*** Data supplied Section Begins ***
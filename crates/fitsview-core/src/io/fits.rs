use std::fs::File;
use std::path::Path;

use byteorder::{BigEndian, ByteOrder};
use memmap2::Mmap;
use ndarray::Array2;

use crate::consts::{FITS_BLOCK_SIZE, FITS_CARD_SIZE};
use crate::error::SourceError;
use crate::image_data::{Image, ImageMetadata};

/// A parsed header card value.
#[derive(Clone, Debug, PartialEq)]
pub enum HeaderValue {
    Logical(bool),
    Integer(i64),
    Real(f64),
    Text(String),
}

impl HeaderValue {
    pub fn as_i64(&self) -> Option<i64> {
        match self {
            Self::Integer(i) => Some(*i),
            Self::Real(r) if r.fract() == 0.0 => Some(*r as i64),
            _ => None,
        }
    }

    pub fn as_f64(&self) -> Option<f64> {
        match self {
            Self::Integer(i) => Some(*i as f64),
            Self::Real(r) => Some(*r),
            _ => None,
        }
    }

    pub fn as_str(&self) -> Option<&str> {
        match self {
            Self::Text(s) => Some(s),
            _ => None,
        }
    }
}

/// Keyword/value cards of one HDU, in file order. COMMENT/HISTORY and
/// other value-less cards are skipped.
#[derive(Clone, Debug, Default)]
pub struct FitsHeader {
    cards: Vec<(String, HeaderValue)>,
}

impl FitsHeader {
    pub fn get(&self, key: &str) -> Option<&HeaderValue> {
        self.cards
            .iter()
            .find(|(k, _)| k.eq_ignore_ascii_case(key))
            .map(|(_, v)| v)
    }

    pub fn get_i64(&self, key: &str) -> Option<i64> {
        self.get(key).and_then(HeaderValue::as_i64)
    }

    pub fn get_f64(&self, key: &str) -> Option<f64> {
        self.get(key).and_then(HeaderValue::as_f64)
    }

    pub fn get_str(&self, key: &str) -> Option<&str> {
        self.get(key).and_then(HeaderValue::as_str)
    }

    pub fn len(&self) -> usize {
        self.cards.len()
    }

    pub fn is_empty(&self) -> bool {
        self.cards.is_empty()
    }
}

/// Kind of header data unit.
#[derive(Clone, Debug, PartialEq)]
pub enum HduKind {
    Primary,
    Image,
    Table(String),
}

impl std::fmt::Display for HduKind {
    fn fmt(&self, f: &mut std::fmt::Formatter<'_>) -> std::fmt::Result {
        match self {
            Self::Primary => write!(f, "PRIMARY"),
            Self::Image => write!(f, "IMAGE"),
            Self::Table(name) => write!(f, "{name}"),
        }
    }
}

/// Location and shape of one HDU inside the file.
#[derive(Clone, Debug)]
pub struct Hdu {
    pub index: usize,
    pub kind: HduKind,
    pub bitpix: i64,
    /// NAXIS1, NAXIS2, ... (fastest-varying axis first).
    pub shape: Vec<usize>,
    pub header: FitsHeader,
    data_offset: usize,
    data_len: usize,
}

impl Hdu {
    pub fn naxis(&self) -> usize {
        self.shape.len()
    }

    /// True when the HDU carries at least one 2D plane of pixels.
    pub fn is_image(&self) -> bool {
        !matches!(self.kind, HduKind::Table(_))
            && self.shape.len() >= 2
            && self.shape.iter().all(|&n| n > 0)
    }
}

/// Index every HDU of the FITS file at `path` without decoding any data.
pub fn list_hdus(path: &Path) -> Result<Vec<Hdu>, SourceError> {
    Ok(FitsReader::open(path)?.hdus)
}

/// Memory-mapped FITS file reader.
pub struct FitsReader {
    mmap: Mmap,
    hdus: Vec<Hdu>,
}

impl FitsReader {
    /// Open a FITS file and index all of its HDUs.
    pub fn open(path: &Path) -> Result<Self, SourceError> {
        let file = File::open(path)?;
        let mmap = unsafe { Mmap::map(&file)? };

        if mmap.len() < FITS_BLOCK_SIZE {
            return Err(SourceError::InvalidFits(
                "File too small for a FITS header block".into(),
            ));
        }
        if !mmap.starts_with(b"SIMPLE  =") {
            return Err(SourceError::InvalidFits(
                "Primary header does not start with SIMPLE".into(),
            ));
        }

        let hdus = index_hdus(&mmap)?;
        Ok(Self { mmap, hdus })
    }

    pub fn hdus(&self) -> &[Hdu] {
        &self.hdus
    }

    pub fn hdu_count(&self) -> usize {
        self.hdus.len()
    }

    /// Index of the first HDU holding 2D (or higher) image data.
    pub fn first_image(&self) -> Option<usize> {
        self.hdus.iter().position(Hdu::is_image)
    }

    /// Read the first 2D plane of HDU `extension`. Higher axes of a cube are
    /// fixed at index 0.
    pub fn read_plane(&self, extension: usize) -> Result<Image, SourceError> {
        let hdu = self
            .hdus
            .get(extension)
            .ok_or(SourceError::ExtensionOutOfRange {
                index: extension,
                total: self.hdus.len(),
            })?;

        if !hdu.is_image() {
            return Err(SourceError::NotAnImage {
                index: extension,
                naxis: hdu.naxis(),
            });
        }

        let width = hdu.shape[0];
        let height = hdu.shape[1];
        let bytes_per_sample = bytes_per_sample(hdu.bitpix)?;
        let plane_bytes = width
            .checked_mul(height)
            .and_then(|n| n.checked_mul(bytes_per_sample))
            .filter(|&n| n <= hdu.data_len);
        let Some(plane_bytes) = plane_bytes else {
            return Err(SourceError::InvalidFits(format!(
                "HDU {extension} data is shorter than one {width}x{height} plane"
            )));
        };
        let raw = &self.mmap[hdu.data_offset..hdu.data_offset + plane_bytes];

        let scaling = Scaling {
            bscale: hdu.header.get_f64("BSCALE").unwrap_or(1.0),
            bzero: hdu.header.get_f64("BZERO").unwrap_or(0.0),
            blank: hdu.header.get_i64("BLANK"),
        };
        let data = decode_plane(raw, height, width, hdu.bitpix, &scaling)?;

        let metadata = ImageMetadata {
            filename: None,
            extension,
            bitpix: Some(hdu.bitpix),
            object: non_empty(hdu.header.get_str("OBJECT")),
            telescope: non_empty(hdu.header.get_str("TELESCOP")),
            instrument: non_empty(hdu.header.get_str("INSTRUME")),
            unit: non_empty(hdu.header.get_str("BUNIT")),
        };

        Ok(Image::new(data)?.with_metadata(metadata))
    }
}

fn index_hdus(buf: &[u8]) -> Result<Vec<Hdu>, SourceError> {
    let mut hdus = Vec::new();
    let mut offset = 0;

    while offset + FITS_BLOCK_SIZE <= buf.len() {
        let index = hdus.len();
        // Trailing blocks that do not open an extension are ignored.
        if index > 0 && !buf[offset..].starts_with(b"XTENSION") {
            break;
        }
        let (header, header_len) = parse_header(&buf[offset..])?;

        let kind = if index == 0 {
            HduKind::Primary
        } else {
            match header.get_str("XTENSION").map(str::trim) {
                Some("IMAGE") => HduKind::Image,
                Some(other) => HduKind::Table(other.to_string()),
                None => {
                    return Err(SourceError::InvalidFits(format!(
                        "HDU {index} is missing XTENSION"
                    )))
                }
            }
        };

        let bitpix = header
            .get_i64("BITPIX")
            .ok_or_else(|| SourceError::InvalidFits(format!("HDU {index} is missing BITPIX")))?;
        let naxis = header
            .get_i64("NAXIS")
            .ok_or_else(|| SourceError::InvalidFits(format!("HDU {index} is missing NAXIS")))?;
        if !(0..=999).contains(&naxis) {
            return Err(SourceError::InvalidFits(format!(
                "HDU {index} has invalid NAXIS = {naxis}"
            )));
        }

        let mut shape = Vec::with_capacity(naxis as usize);
        for axis in 1..=naxis {
            let n = header.get_i64(&format!("NAXIS{axis}")).ok_or_else(|| {
                SourceError::InvalidFits(format!("HDU {index} is missing NAXIS{axis}"))
            })?;
            if n < 0 {
                return Err(SourceError::InvalidFits(format!(
                    "HDU {index} has negative NAXIS{axis}"
                )));
            }
            shape.push(n as usize);
        }

        let data_len = data_byte_len(&header, bitpix, &shape)?;
        let data_offset = offset + header_len;
        let data_end = data_offset
            .checked_add(data_len)
            .ok_or_else(|| SourceError::InvalidFits(format!("HDU {index} data size overflows")))?;
        if data_end > buf.len() {
            return Err(SourceError::InvalidFits(format!(
                "HDU {index} truncated: expected {data_len} data bytes at offset {data_offset}, file has {}",
                buf.len()
            )));
        }

        hdus.push(Hdu {
            index,
            kind,
            bitpix,
            shape,
            header,
            data_offset,
            data_len,
        });

        offset = padded(data_len)
            .and_then(|n| data_offset.checked_add(n))
            .ok_or_else(|| SourceError::InvalidFits(format!("HDU {index} data size overflows")))?;
    }

    Ok(hdus)
}

/// Parse header cards up to END. Returns the header and its padded length.
fn parse_header(buf: &[u8]) -> Result<(FitsHeader, usize), SourceError> {
    let mut cards = Vec::new();

    for (i, card) in buf.chunks_exact(FITS_CARD_SIZE).enumerate() {
        let keyword = String::from_utf8_lossy(&card[..8]).trim().to_string();
        if keyword == "END" {
            let header_len = padded((i + 1) * FITS_CARD_SIZE)
                .ok_or_else(|| SourceError::InvalidFits("Header size overflows".into()))?;
            return Ok((FitsHeader { cards }, header_len));
        }
        if &card[8..10] != b"= " {
            continue;
        }
        let field = String::from_utf8_lossy(&card[10..]);
        if let Some(value) = parse_value(&field) {
            cards.push((keyword, value));
        }
    }

    Err(SourceError::InvalidFits("Header has no END card".into()))
}

fn parse_value(field: &str) -> Option<HeaderValue> {
    let field = field.trim_start();

    if let Some(rest) = field.strip_prefix('\'') {
        // Quoted string; '' is an escaped quote.
        let mut text = String::new();
        let mut chars = rest.chars().peekable();
        while let Some(c) = chars.next() {
            if c == '\'' {
                if chars.peek() == Some(&'\'') {
                    text.push('\'');
                    chars.next();
                } else {
                    break;
                }
            } else {
                text.push(c);
            }
        }
        return Some(HeaderValue::Text(text.trim_end().to_string()));
    }

    let value = field.split('/').next().unwrap_or("").trim();
    match value {
        "" => None,
        "T" => Some(HeaderValue::Logical(true)),
        "F" => Some(HeaderValue::Logical(false)),
        _ => {
            if let Ok(i) = value.parse::<i64>() {
                Some(HeaderValue::Integer(i))
            } else {
                value
                    .replace(['D', 'd'], "E")
                    .parse::<f64>()
                    .ok()
                    .map(HeaderValue::Real)
            }
        }
    }
}

fn data_byte_len(header: &FitsHeader, bitpix: i64, shape: &[usize]) -> Result<usize, SourceError> {
    if shape.is_empty() {
        return Ok(0);
    }
    let bytes = bytes_per_sample(bitpix)?;
    let gcount = header.get_i64("GCOUNT").unwrap_or(1).max(0) as usize;
    let pcount = header.get_i64("PCOUNT").unwrap_or(0).max(0) as usize;

    let pixels = if shape.contains(&0) {
        Some(0)
    } else {
        shape.iter().try_fold(1usize, |acc, &n| acc.checked_mul(n))
    };
    let elements = pixels
        .and_then(|n| n.checked_add(pcount))
        .and_then(|n| n.checked_mul(gcount))
        .and_then(|n| n.checked_mul(bytes))
        .ok_or_else(|| SourceError::InvalidFits("Data size overflows".into()))?;
    Ok(elements)
}

fn bytes_per_sample(bitpix: i64) -> Result<usize, SourceError> {
    match bitpix {
        8 => Ok(1),
        16 => Ok(2),
        32 | -32 => Ok(4),
        64 | -64 => Ok(8),
        other => Err(SourceError::UnsupportedBitpix(other)),
    }
}

/// `len` rounded up to whole blocks, or `None` on overflow.
fn padded(len: usize) -> Option<usize> {
    len.div_ceil(FITS_BLOCK_SIZE).checked_mul(FITS_BLOCK_SIZE)
}

struct Scaling {
    bscale: f64,
    bzero: f64,
    blank: Option<i64>,
}

impl Scaling {
    #[inline]
    fn integer(&self, raw: i64) -> f32 {
        if self.blank == Some(raw) {
            f32::NAN
        } else {
            (self.bzero + self.bscale * raw as f64) as f32
        }
    }

    #[inline]
    fn real(&self, raw: f64) -> f32 {
        (self.bzero + self.bscale * raw) as f32
    }
}

fn decode_plane(
    raw: &[u8],
    height: usize,
    width: usize,
    bitpix: i64,
    scaling: &Scaling,
) -> Result<Array2<f32>, SourceError> {
    let bytes = bytes_per_sample(bitpix)?;
    let mut data = Array2::<f32>::zeros((height, width));

    for row in 0..height {
        for col in 0..width {
            let idx = (row * width + col) * bytes;
            let sample = &raw[idx..idx + bytes];
            data[[row, col]] = match bitpix {
                8 => scaling.integer(sample[0] as i64),
                16 => scaling.integer(BigEndian::read_i16(sample) as i64),
                32 => scaling.integer(BigEndian::read_i32(sample) as i64),
                64 => scaling.integer(BigEndian::read_i64(sample)),
                -32 => scaling.real(BigEndian::read_f32(sample) as f64),
                -64 => scaling.real(BigEndian::read_f64(sample)),
                other => return Err(SourceError::UnsupportedBitpix(other)),
            };
        }
    }

    Ok(data)
}

fn non_empty(s: Option<&str>) -> Option<String> {
    s.map(str::trim).filter(|s| !s.is_empty()).map(str::to_string)
}

#[cfg(test)]
mod tests {
    use super::*;

    #[test]
    fn parses_quoted_string_with_escape() {
        let v = parse_value("'O''Brien '           / observer").unwrap();
        assert_eq!(v, HeaderValue::Text("O'Brien".into()));
    }

    #[test]
    fn parses_fortran_exponent() {
        let v = parse_value("           1.5D2 / scaled").unwrap();
        assert_eq!(v, HeaderValue::Real(150.0));
    }

    #[test]
    fn parses_logical_and_integer() {
        assert_eq!(parse_value("                   T").unwrap(), HeaderValue::Logical(true));
        assert_eq!(parse_value("                 -32 / float").unwrap(), HeaderValue::Integer(-32));
    }

    #[test]
    fn padding_rounds_to_block() {
        assert_eq!(padded(0), Some(0));
        assert_eq!(padded(1), Some(FITS_BLOCK_SIZE));
        assert_eq!(padded(FITS_BLOCK_SIZE), Some(FITS_BLOCK_SIZE));
        assert_eq!(padded(FITS_BLOCK_SIZE + 1), Some(2 * FITS_BLOCK_SIZE));
        assert_eq!(padded(usize::MAX), None);
    }
}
*** Data supplied Section Ends ***
• [Brief]: Take the lines above from the one containing "let sample = &raw[idx..idx" down to the one containing "assert_eq!(v, HeaderValue::Real(150.0));", and transcribe them exactly, both ends included.

• [Solved problem]:
            let sample = &raw[idx..idx + bytes];
            data[[row, col]] = match bitpix {
                8 => scaling.integer(sample[0] as i64),
                16 => scaling.integer(BigEndian::read_i16(sample) as i64),
                32 => scaling.integer(BigEndian::read_i32(sample) as i64),
                64 => scaling.integer(BigEndian::read_i64(sample)),
                -32 => scaling.real(BigEndian::read_f32(sample) as f64),
                -64 => scaling.real(BigEndian::read_f64(sample)),
                other => return Err(SourceError::UnsupportedBitpix(other)),
            };
        }
    }

    Ok(data)
}

fn non_empty(s: Option<&str>) -> Option<String> {
    s.map(str::trim).filter(|s| !s.is_empty()).map(str::to_string)
}

#[cfg(test)]
mod tests {
    use super::*;

    #[test]
    fn parses_quoted_string_with_escape() {
        let v = parse_value("'O''Brien '           / observer").unwrap();
        assert_eq!(v, HeaderValue::Text("O'Brien".into()));
    }

    #[test]
    fn parses_fortran_exponent() {
        let v = parse_value("           1.5D2 / scaled").unwrap();
        assert_eq!(v, HeaderValue::Real(150.0));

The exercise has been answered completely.